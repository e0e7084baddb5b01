//! Forward horizons: labelled window lengths in trading days.

use crate::domain::error::FwdScanError;
use std::collections::HashSet;
use std::fmt;
use std::num::NonZeroUsize;

pub const DEFAULT_TRADING_DAYS_PER_YEAR: u32 = 252;
pub const DEFAULT_TRADING_DAYS_PER_MONTH: u32 = 21;
pub const DEFAULT_HORIZON_MONTHS: &[u32] = &[3, 6, 9, 12, 15, 18, 24];

/// Which constant converts months into trading days.
#[derive(Debug, Clone, Copy, PartialEq, Eq, Default)]
pub enum DayCountBasis {
    /// `trunc(months * trading_days_per_year / 12)`
    #[default]
    PerYear,
    /// `months * trading_days_per_month`
    PerMonth,
}

impl DayCountBasis {
    pub fn parse(s: &str) -> Option<Self> {
        match s.trim().to_lowercase().as_str() {
            "year" | "per_year" => Some(DayCountBasis::PerYear),
            "month" | "per_month" => Some(DayCountBasis::PerMonth),
            _ => None,
        }
    }
}

#[derive(Debug, Clone, Copy, PartialEq, Eq)]
pub struct TradingCalendar {
    pub trading_days_per_year: u32,
    pub trading_days_per_month: u32,
    pub basis: DayCountBasis,
}

impl Default for TradingCalendar {
    fn default() -> Self {
        Self {
            trading_days_per_year: DEFAULT_TRADING_DAYS_PER_YEAR,
            trading_days_per_month: DEFAULT_TRADING_DAYS_PER_MONTH,
            basis: DayCountBasis::PerYear,
        }
    }
}

impl TradingCalendar {
    pub fn validate(&self) -> Result<(), FwdScanError> {
        if self.trading_days_per_year == 0 {
            return Err(FwdScanError::configuration(
                "trading_days_per_year must be positive",
            ));
        }
        if self.trading_days_per_month == 0 {
            return Err(FwdScanError::configuration(
                "trading_days_per_month must be positive",
            ));
        }
        Ok(())
    }

    /// Window length for a horizon of `months`, truncated toward zero.
    pub fn window_days(&self, months: u32) -> usize {
        match self.basis {
            DayCountBasis::PerYear => {
                (u64::from(months) * u64::from(self.trading_days_per_year) / 12) as usize
            }
            DayCountBasis::PerMonth => {
                (u64::from(months) * u64::from(self.trading_days_per_month)) as usize
            }
        }
    }
}

/// How a horizon was requested in configuration.
#[derive(Debug, Clone, PartialEq, Eq)]
pub enum HorizonSpec {
    Months { label: Option<String>, months: u32 },
    Days { label: String, window_days: usize },
}

#[derive(Debug, Clone, PartialEq, Eq, Hash)]
pub struct HorizonConfig {
    /// Normalised label; appears verbatim in output column names.
    pub label: String,
    pub window_days: usize,
}

impl fmt::Display for HorizonConfig {
    fn fmt(&self, f: &mut fmt::Formatter<'_>) -> fmt::Result {
        write!(f, "{} ({} days)", self.label, self.window_days)
    }
}

#[derive(Debug, Clone, PartialEq, Eq)]
pub struct HorizonSet {
    horizons: Vec<HorizonConfig>,
    /// `horizons[h].window_days`, proven non-zero at construction.
    windows: Vec<NonZeroUsize>,
}

impl HorizonSet {
    /// Validate and normalise an explicit list of horizons.
    ///
    /// Labels are slugged with [`normalize_label`]; the set must be non-empty,
    /// unique by normalised label, and every window at least one day.
    pub fn new(horizons: Vec<HorizonConfig>) -> Result<Self, FwdScanError> {
        if horizons.is_empty() {
            return Err(FwdScanError::configuration(
                "at least one horizon must be configured",
            ));
        }

        let mut seen = HashSet::new();
        let mut normalized = Vec::with_capacity(horizons.len());
        let mut windows = Vec::with_capacity(horizons.len());
        for h in horizons {
            let label = normalize_label(&h.label);
            if label.is_empty() {
                return Err(FwdScanError::configuration(format!(
                    "horizon label '{}' is empty after normalisation",
                    h.label
                )));
            }
            let Some(window) = NonZeroUsize::new(h.window_days) else {
                return Err(FwdScanError::configuration(format!(
                    "horizon '{label}' has a window of 0 trading days"
                )));
            };
            if !seen.insert(label.clone()) {
                return Err(FwdScanError::configuration(format!(
                    "duplicate horizon label '{label}'"
                )));
            }
            normalized.push(HorizonConfig {
                label,
                window_days: h.window_days,
            });
            windows.push(window);
        }

        Ok(Self {
            horizons: normalized,
            windows,
        })
    }

    /// Resolve month- and day-based specs against a trading calendar.
    pub fn resolve(
        specs: &[HorizonSpec],
        calendar: &TradingCalendar,
    ) -> Result<Self, FwdScanError> {
        calendar.validate()?;
        let horizons = specs
            .iter()
            .map(|spec| match spec {
                HorizonSpec::Months { label, months } => HorizonConfig {
                    label: label.clone().unwrap_or_else(|| format!("{months}mos")),
                    window_days: calendar.window_days(*months),
                },
                HorizonSpec::Days { label, window_days } => HorizonConfig {
                    label: label.clone(),
                    window_days: *window_days,
                },
            })
            .collect();
        Self::new(horizons)
    }

    pub fn from_months(months: &[u32], calendar: &TradingCalendar) -> Result<Self, FwdScanError> {
        let specs: Vec<HorizonSpec> = months
            .iter()
            .map(|&m| HorizonSpec::Months {
                label: None,
                months: m,
            })
            .collect();
        Self::resolve(&specs, calendar)
    }

    pub fn len(&self) -> usize {
        self.horizons.len()
    }

    pub fn is_empty(&self) -> bool {
        self.horizons.is_empty()
    }

    pub fn iter(&self) -> std::slice::Iter<'_, HorizonConfig> {
        self.horizons.iter()
    }

    /// Window lengths in horizon order.
    pub fn windows(&self) -> &[NonZeroUsize] {
        &self.windows
    }
}

impl<'a> IntoIterator for &'a HorizonSet {
    type Item = &'a HorizonConfig;
    type IntoIter = std::slice::Iter<'a, HorizonConfig>;

    fn into_iter(self) -> Self::IntoIter {
        self.horizons.iter()
    }
}

/// Lowercase; runs of characters outside `[a-z0-9]` collapse to a single `_`;
/// leading and trailing underscores are dropped. `"3 Months"` → `"3_months"`.
pub fn normalize_label(label: &str) -> String {
    let mut out = String::with_capacity(label.len());
    let mut pending_sep = false;
    for ch in label.trim().chars().flat_map(char::to_lowercase) {
        if ch.is_ascii_alphanumeric() {
            if pending_sep && !out.is_empty() {
                out.push('_');
            }
            pending_sep = false;
            out.push(ch);
        } else {
            pending_sep = true;
        }
    }
    out
}
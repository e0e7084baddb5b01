//! Build and validate an [`AnalysisConfig`] from a configuration source.
//!
//! Sections and keys:
//! - `[panel]` ticker_column, date_column, price_column
//! - `[horizons]` months, days, trading_days_per_year, trading_days_per_month, basis
//! - `[barriers]` levels
//! - `[engine]` strategy, parallel
//!
//! Malformed values are `ConfigInvalid`; semantic problems (no barriers,
//! windows truncating to zero) surface from [`AnalysisConfig::resolve`].

use crate::domain::analysis::{AnalysisConfig, AnalysisPlan};
use crate::domain::engine::ScanStrategy;
use crate::domain::error::FwdScanError;
use crate::domain::horizon::{DEFAULT_HORIZON_MONTHS, DayCountBasis, HorizonSpec, TradingCalendar};
use crate::domain::panel::PanelSchema;
use crate::ports::config_port::ConfigPort;

pub fn build_analysis_config(config: &dyn ConfigPort) -> Result<AnalysisConfig, FwdScanError> {
    let defaults = AnalysisConfig::default();
    Ok(AnalysisConfig {
        schema: build_schema(config),
        horizons: build_horizon_specs(config)?,
        calendar: build_calendar(config)?,
        barrier_levels: build_barrier_levels(config)?,
        strategy: build_strategy(config)?,
        parallel: config.get_bool("engine", "parallel", defaults.parallel),
    })
}

/// Build the config and resolve it, surfacing every configuration error.
pub fn validate_analysis_config(config: &dyn ConfigPort) -> Result<AnalysisPlan, FwdScanError> {
    build_analysis_config(config)?.resolve()
}

fn build_schema(config: &dyn ConfigPort) -> PanelSchema {
    let defaults = PanelSchema::default();
    let read = |key: &str, default: String| {
        config
            .get_string("panel", key)
            .map(|s| s.trim().to_string())
            .filter(|s| !s.is_empty())
            .unwrap_or(default)
    };
    PanelSchema {
        ticker_column: read("ticker_column", defaults.ticker_column),
        date_column: read("date_column", defaults.date_column),
        price_column: read("price_column", defaults.price_column),
    }
}

fn build_horizon_specs(config: &dyn ConfigPort) -> Result<Vec<HorizonSpec>, FwdScanError> {
    let months = config.get_string("horizons", "months");
    let days = config.get_string("horizons", "days");

    let mut specs = Vec::new();
    match (&months, &days) {
        (None, None) => {
            specs.extend(DEFAULT_HORIZON_MONTHS.iter().map(|&m| HorizonSpec::Months {
                label: None,
                months: m,
            }));
        }
        _ => {
            if let Some(raw) = months {
                for token in split_list(&raw) {
                    specs.push(parse_month_spec(token)?);
                }
            }
            if let Some(raw) = days {
                for token in split_list(&raw) {
                    specs.push(parse_day_spec(token)?);
                }
            }
        }
    }
    Ok(specs)
}

/// `months` or `label:months`
fn parse_month_spec(token: &str) -> Result<HorizonSpec, FwdScanError> {
    let (label, months) = match token.split_once(':') {
        Some((label, months)) => (Some(label.trim().to_string()), months.trim()),
        None => (None, token),
    };
    let months = months.parse::<u32>().map_err(|_| {
        invalid("horizons", "months", format!("'{months}' is not a whole number of months"))
    })?;
    Ok(HorizonSpec::Months { label, months })
}

/// `label:window_days`
fn parse_day_spec(token: &str) -> Result<HorizonSpec, FwdScanError> {
    let (label, window) = token.split_once(':').ok_or_else(|| {
        invalid("horizons", "days", format!("'{token}' must look like label:window_days"))
    })?;
    let window_days = window.trim().parse::<usize>().map_err(|_| {
        invalid("horizons", "days", format!("'{}' is not a whole number of days", window.trim()))
    })?;
    Ok(HorizonSpec::Days {
        label: label.trim().to_string(),
        window_days,
    })
}

fn build_calendar(config: &dyn ConfigPort) -> Result<TradingCalendar, FwdScanError> {
    let defaults = TradingCalendar::default();
    let basis = match config.get_string("horizons", "basis") {
        None => defaults.basis,
        Some(raw) => DayCountBasis::parse(&raw).ok_or_else(|| {
            invalid("horizons", "basis", format!("'{}' is not one of year, month", raw.trim()))
        })?,
    };
    Ok(TradingCalendar {
        trading_days_per_year: read_positive(
            config,
            "trading_days_per_year",
            defaults.trading_days_per_year,
        )?,
        trading_days_per_month: read_positive(
            config,
            "trading_days_per_month",
            defaults.trading_days_per_month,
        )?,
        basis,
    })
}

fn read_positive(config: &dyn ConfigPort, key: &str, default: u32) -> Result<u32, FwdScanError> {
    let Some(raw) = config.get_string("horizons", key) else {
        return Ok(default);
    };
    match raw.trim().parse::<u32>() {
        Ok(v) if v > 0 => Ok(v),
        _ => Err(invalid(
            "horizons",
            key,
            format!("{key} must be a positive integer, got '{}'", raw.trim()),
        )),
    }
}

fn build_barrier_levels(config: &dyn ConfigPort) -> Result<Vec<f64>, FwdScanError> {
    let raw = config
        .get_string("barriers", "levels")
        .ok_or_else(|| FwdScanError::ConfigMissing {
            section: "barriers".to_string(),
            key: "levels".to_string(),
        })?;
    split_list(&raw)
        .map(|token| {
            token
                .parse::<f64>()
                .map_err(|_| invalid("barriers", "levels", format!("'{token}' is not a number")))
        })
        .collect()
}

fn build_strategy(config: &dyn ConfigPort) -> Result<ScanStrategy, FwdScanError> {
    match config.get_string("engine", "strategy") {
        None => Ok(ScanStrategy::default()),
        Some(raw) => ScanStrategy::parse(&raw).ok_or_else(|| {
            invalid("engine", "strategy", format!("'{}' is not one of rescan, sweep", raw.trim()))
        }),
    }
}

fn split_list(raw: &str) -> impl Iterator<Item = &str> {
    raw.split(',').map(str::trim).filter(|t| !t.is_empty())
}

fn invalid(section: &str, key: &str, reason: String) -> FwdScanError {
    FwdScanError::ConfigInvalid {
        section: section.to_string(),
        key: key.to_string(),
        reason,
    }
}
//! Helper functions and utilities
//!
//! This module contains common helper functions used throughout the engine.

use chrono::{DateTime, NaiveDate, NaiveTime, Utc};
use regex::Regex;
use std::sync::OnceLock;
use uuid::Uuid;

/// Date format used by event records
pub const DATE_FORMAT: &str = "%Y-%m-%d";

/// Time format used by event records
pub const TIME_FORMAT: &str = "%H:%M";

/// Generate a new opaque record id
pub fn generate_id() -> String {
    Uuid::new_v4().to_string()
}

/// Format a timestamp for display
pub fn format_timestamp(timestamp: DateTime<Utc>) -> String {
    timestamp.format("%Y-%m-%d %H:%M:%S UTC").to_string()
}

/// Parse an event date ("YYYY-MM-DD")
pub fn parse_event_date(date: &str) -> Option<NaiveDate> {
    NaiveDate::parse_from_str(date.trim(), DATE_FORMAT).ok()
}

/// Parse an event time ("HH:MM")
pub fn parse_event_time(time: &str) -> Option<NaiveTime> {
    NaiveTime::parse_from_str(time.trim(), TIME_FORMAT).ok()
}

/// Split a combined "YYYY-MM-DD HH:MM" string into its date and time parts
pub fn split_date_time(date_time: &str) -> Option<(String, String)> {
    let mut parts = normalize_whitespace(date_time)
        .split(' ')
        .map(str::to_string)
        .collect::<Vec<_>>();

    if parts.len() != 2 {
        return None;
    }

    let time = parts.pop()?;
    let date = parts.pop()?;
    Some((date, time))
}

/// Validate email format
pub fn is_valid_email(email: &str) -> bool {
    static EMAIL: OnceLock<Option<Regex>> = OnceLock::new();
    EMAIL
        .get_or_init(|| Regex::new(r"^[^@\s]+@[^@\s]+\.[^@\s]+$").ok())
        .as_ref()
        .map(|re| re.is_match(email.trim()))
        .unwrap_or(false)
}

/// Validate phone number format (basic validation)
pub fn is_valid_phone(phone: &str) -> bool {
    let digits = phone.chars().filter(|c| c.is_ascii_digit()).count();
    phone
        .chars()
        .all(|c| c.is_ascii_digit() || c == '+' || c == '-' || c == ' ')
        && digits >= 10
}

/// Normalize whitespace in text
pub fn normalize_whitespace(text: &str) -> String {
    text.split_whitespace().collect::<Vec<_>>().join(" ")
}

/// Trim a form value, mapping blank input to `None`
pub fn non_blank(value: &str) -> Option<String> {
    let trimmed = value.trim();
    if trimmed.is_empty() {
        None
    } else {
        Some(trimmed.to_string())
    }
}
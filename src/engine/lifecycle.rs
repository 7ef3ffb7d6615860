//! Event lifecycle and the single writer
//!
//! `next_status` is the event state machine. `LifecycleManager` owns the
//! ledger behind one mutex: each mutation runs validate, apply, persist and
//! notify while holding the lock, so two requests against the same event can
//! never interleave their read-validate-write steps.

use std::sync::atomic::{AtomicBool, Ordering};
use std::sync::Arc;
use std::time::Instant;

use chrono::Utc;
use serde::Serialize;
use serde_json::Value;
use tokio::sync::{broadcast, Mutex};
use tracing::{debug, info, warn};

use super::ledger::{Ledger, ReconcileReport, SnapshotDocuments};
use crate::models::{CreateEventRequest, Event, EventStatus, Registration, Student, UpdateEventRequest};
use crate::persistence::{
    PersistenceGateway, CURRENT_USER_KEY, EVENTS_KEY, INTERESTED_KEY, REGISTRATIONS_KEY, STUDENTS_KEY,
};
use crate::utils::errors::{CampusHubError, PersistenceError, Result};
use crate::utils::logging::{log_event_action, log_persistence_failure, log_persistence_write, log_registration_action};

/// Status-affecting requests an event can receive
#[derive(Debug, Clone, Copy, PartialEq, Eq)]
pub enum LifecycleAction {
    Update,
    Postpone,
    Cancel,
}

/// Status an event moves to under an action
///
/// | from               | action   | to        |
/// |--------------------|----------|-----------|
/// | upcoming/postponed | update   | unchanged |
/// | upcoming/postponed | postpone | postponed |
/// | upcoming/postponed | cancel   | cancelled |
/// | cancelled          | any      | rejected  |
pub fn next_status(event: &Event, action: LifecycleAction) -> Result<EventStatus> {
    if event.status.is_terminal() {
        return Err(CampusHubError::EventCancelled {
            event_id: event.id.clone(),
        });
    }

    Ok(match action {
        LifecycleAction::Update => event.status,
        LifecycleAction::Postpone => EventStatus::Postponed,
        LifecycleAction::Cancel => EventStatus::Cancelled,
    })
}

/// Published after every committed mutation
#[derive(Debug, Clone, PartialEq, Eq, Serialize)]
#[serde(tag = "kind", rename_all = "camelCase")]
pub enum StoreChange {
    EventCreated { event_id: String },
    EventUpdated { event_id: String },
    EventPostponed { event_id: String },
    EventCancelled { event_id: String },
    Registered { event_id: String, student_id: String, remaining_seats: u32 },
    Unregistered { event_id: String, student_id: String, remaining_seats: u32 },
    InterestToggled { event_id: String, student_id: String, interested: bool },
    StudentSaved { student_id: String },
}

/// Result of a best-effort bulk cancellation
#[derive(Debug, Default)]
pub struct BulkCancelOutcome {
    pub cancelled: Vec<String>,
    pub failed: Vec<(String, CampusHubError)>,
}

impl BulkCancelOutcome {
    pub fn all_succeeded(&self) -> bool {
        self.failed.is_empty()
    }
}

const CHANGE_CHANNEL_CAPACITY: usize = 64;

pub struct LifecycleManager {
    ledger: Mutex<Ledger>,
    gateway: Arc<dyn PersistenceGateway>,
    /// Set when the last snapshot write failed
    dirty: AtomicBool,
    changes: broadcast::Sender<StoreChange>,
    report: ReconcileReport,
}

impl LifecycleManager {
    /// Load the snapshot from the gateway, reconcile it and take ownership
    ///
    /// A snapshot that needed correcting is written back immediately.
    pub async fn open(gateway: Arc<dyn PersistenceGateway>) -> Result<Self> {
        let documents = SnapshotDocuments {
            events: gateway.load(EVENTS_KEY).await?,
            registrations: gateway.load(REGISTRATIONS_KEY).await?,
            students: gateway.load(STUDENTS_KEY).await?,
            interested: gateway.load(INTERESTED_KEY).await?,
        };

        let (ledger, report) = Ledger::from_documents(documents)?;
        let (changes, _) = broadcast::channel(CHANGE_CHANNEL_CAPACITY);

        let manager = Self {
            ledger: Mutex::new(ledger),
            gateway,
            dirty: AtomicBool::new(report.needs_rewrite()),
            changes,
            report,
        };

        if manager.is_dirty() {
            info!("Writing back reconciled snapshot");
            let ledger = manager.ledger.lock().await;
            manager.persist(&ledger).await;
        }

        info!(backend = manager.gateway.backend(), "Lifecycle manager opened");
        Ok(manager)
    }

    /// Flush any pending write and release the store
    pub async fn shutdown(self) -> Result<()> {
        self.flush().await?;
        info!("Lifecycle manager shut down");
        Ok(())
    }

    /// What reconciliation found when the store was opened
    pub fn reconcile_report(&self) -> &ReconcileReport {
        &self.report
    }

    /// Whether the in-memory state is ahead of storage
    pub fn is_dirty(&self) -> bool {
        self.dirty.load(Ordering::SeqCst)
    }

    pub fn subscribe(&self) -> broadcast::Receiver<StoreChange> {
        self.changes.subscribe()
    }

    /// Retry a failed snapshot write, reporting the failure this time
    pub async fn flush(&self) -> Result<()> {
        let ledger = self.ledger.lock().await;
        if !self.is_dirty() {
            return Ok(());
        }

        match self.persist(&ledger).await {
            None => Ok(()),
            Some(e) => Err(CampusHubError::Persistence(e)),
        }
    }

    /// Run a read against the current snapshot
    pub async fn read<R>(&self, f: impl FnOnce(&Ledger) -> R) -> R {
        let ledger = self.ledger.lock().await;
        f(&ledger)
    }

    /// Apply one mutation as a transaction
    ///
    /// `apply` must leave the ledger untouched when it returns an error.
    /// On success the snapshot is persisted before the lock is released; a
    /// failed write is logged and retried later but does not fail the call.
    async fn transact<R>(&self, apply: impl FnOnce(&mut Ledger) -> Result<(R, StoreChange)>) -> Result<R> {
        let mut ledger = self.ledger.lock().await;
        let (value, change) = apply(&mut ledger)?;

        if let Some(e) = self.persist(&ledger).await {
            debug!(error = %e, "Mutation kept in memory after failed write");
        }
        drop(ledger);

        // No subscribers is fine.
        let _ = self.changes.send(change);
        Ok(value)
    }

    /// Write every snapshot document, returning the first failure
    async fn persist(&self, ledger: &Ledger) -> Option<PersistenceError> {
        let documents = match ledger.to_documents() {
            Ok(documents) => documents,
            Err(e) => {
                warn!(error = %e, "Failed to serialize snapshot");
                self.dirty.store(true, Ordering::SeqCst);
                return Some(PersistenceError::Unavailable(e.to_string()));
            }
        };

        let mut failure = None;
        for (key, value) in documents {
            let started = Instant::now();
            match self.gateway.save(key, &value).await {
                Ok(()) => log_persistence_write(key, started.elapsed().as_millis() as u64),
                Err(e) => {
                    log_persistence_failure(key, &e.to_string());
                    failure.get_or_insert(e);
                }
            }
        }

        self.dirty.store(failure.is_some(), Ordering::SeqCst);
        failure
    }

    pub async fn create_event(&self, request: CreateEventRequest) -> Result<Event> {
        let event = self
            .transact(|ledger| {
                let event = ledger.create_event(request, Utc::now())?;
                let change = StoreChange::EventCreated { event_id: event.id.clone() };
                Ok((event, change))
            })
            .await?;

        log_event_action(&event.id, "create", Some(&event.title));
        Ok(event)
    }

    pub async fn update_event(&self, id: &str, request: UpdateEventRequest) -> Result<Event> {
        let event = self
            .transact(|ledger| {
                let event = ledger.update_event(id, request, Utc::now())?;
                let change = StoreChange::EventUpdated { event_id: event.id.clone() };
                Ok((event, change))
            })
            .await?;

        log_event_action(&event.id, "update", None);
        Ok(event)
    }

    /// Postpone to a combined "YYYY-MM-DD HH:MM" value
    pub async fn postpone_event(&self, id: &str, date_time: &str) -> Result<Event> {
        let event = self
            .transact(|ledger| {
                let event = ledger.postpone_event_at(id, date_time, Utc::now())?;
                let change = StoreChange::EventPostponed { event_id: event.id.clone() };
                Ok((event, change))
            })
            .await?;

        let details = format!("{} {}", event.date, event.time);
        log_event_action(&event.id, "postpone", Some(&details));
        Ok(event)
    }

    pub async fn cancel_event(&self, id: &str) -> Result<Event> {
        let event = self
            .transact(|ledger| {
                let event = ledger.cancel_event(id, Utc::now())?;
                let change = StoreChange::EventCancelled { event_id: event.id.clone() };
                Ok((event, change))
            })
            .await?;

        log_event_action(&event.id, "cancel", None);
        Ok(event)
    }

    /// Cancel several events, each in its own transaction
    ///
    /// A failure does not stop the remaining cancellations and nothing is
    /// rolled back.
    pub async fn cancel_events(&self, ids: &[String]) -> BulkCancelOutcome {
        let mut outcome = BulkCancelOutcome::default();

        for id in ids {
            match self.cancel_event(id).await {
                Ok(event) => outcome.cancelled.push(event.id),
                Err(e) => {
                    warn!(event_id = %id, error = %e, "Bulk cancel skipped event");
                    outcome.failed.push((id.clone(), e));
                }
            }
        }

        info!(cancelled = outcome.cancelled.len(), failed = outcome.failed.len(), "Bulk cancel finished");
        outcome
    }

    pub async fn register(&self, event_id: &str, student_id: &str) -> Result<Registration> {
        let (registration, remaining) = self
            .transact(|ledger| {
                let registration = ledger.register(event_id, student_id, Utc::now())?;
                let remaining = ledger.remaining_seats(event_id)?;
                let change = StoreChange::Registered {
                    event_id: event_id.to_string(),
                    student_id: student_id.to_string(),
                    remaining_seats: remaining,
                };
                Ok(((registration, remaining), change))
            })
            .await?;

        log_registration_action(event_id, student_id, "register", remaining);
        Ok(registration)
    }

    /// Release a seat, for both self-unregister and admin removal
    pub async fn unregister(&self, event_id: &str, student_id: &str) -> Result<Registration> {
        let (registration, remaining) = self
            .transact(|ledger| {
                let registration = ledger.unregister(event_id, student_id, Utc::now())?;
                let remaining = ledger.remaining_seats(event_id).unwrap_or(0);
                let change = StoreChange::Unregistered {
                    event_id: event_id.to_string(),
                    student_id: student_id.to_string(),
                    remaining_seats: remaining,
                };
                Ok(((registration, remaining), change))
            })
            .await?;

        log_registration_action(event_id, student_id, "unregister", remaining);
        Ok(registration)
    }

    pub async fn toggle_interest(&self, event_id: &str, student_id: &str) -> Result<bool> {
        self.transact(|ledger| {
            let interested = ledger.toggle_interest(event_id, student_id)?;
            let change = StoreChange::InterestToggled {
                event_id: event_id.to_string(),
                student_id: student_id.to_string(),
                interested,
            };
            Ok((interested, change))
        })
        .await
    }

    pub async fn save_student(&self, student: Student) -> Result<Student> {
        self.transact(|ledger| {
            let change = StoreChange::StudentSaved { student_id: student.id.clone() };
            ledger.upsert_student(student.clone());
            Ok((student, change))
        })
        .await
    }

    pub async fn get_event(&self, id: &str) -> Result<Event> {
        self.read(|ledger| {
            ledger.events().get(id).cloned().ok_or_else(|| CampusHubError::EventNotFound {
                event_id: id.to_string(),
            })
        })
        .await
    }

    /// Every event in insertion order
    pub async fn list_events(&self) -> Vec<Event> {
        self.read(|ledger| ledger.events().list().to_vec()).await
    }

    pub async fn registered_count(&self, event_id: &str) -> Result<usize> {
        self.read(|ledger| ledger.registered_count(event_id)).await
    }

    pub async fn is_registered(&self, event_id: &str, student_id: &str) -> bool {
        self.read(|ledger| ledger.registrations().find_active(event_id, student_id).is_some())
            .await
    }

    pub async fn registered_events(&self, student_id: &str) -> Vec<Event> {
        self.read(|ledger| ledger.registered_events(student_id)).await
    }

    pub async fn interested_events(&self, student_id: &str) -> Vec<Event> {
        self.read(|ledger| ledger.interested_events(student_id)).await
    }

    pub async fn student(&self, student_id: &str) -> Option<Student> {
        self.read(|ledger| ledger.students().get(student_id).cloned()).await
    }

    /// Remember the signed-in user. Stored outside the snapshot.
    pub async fn set_current_user(&self, student: &Student) -> Result<()> {
        let value = serde_json::to_value(student)?;
        self.gateway.save(CURRENT_USER_KEY, &value).await?;
        Ok(())
    }

    pub async fn current_user(&self) -> Result<Option<Student>> {
        match self.gateway.load(CURRENT_USER_KEY).await? {
            None | Some(Value::Null) => Ok(None),
            Some(value) => Ok(Some(serde_json::from_value(value)?)),
        }
    }

    pub async fn clear_current_user(&self) -> Result<()> {
        self.gateway.save(CURRENT_USER_KEY, &Value::Null).await?;
        Ok(())
    }
}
============================================================
• _What you will do_
Filter the entries down to the lines containing "upcoming". Copy each of those lines.

• _Reply to the task_
/// | upcoming/postponed | update   | unchanged |
/// | upcoming/postponed | postpone | postponed |
/// | upcoming/postponed | cancel   | cancelled |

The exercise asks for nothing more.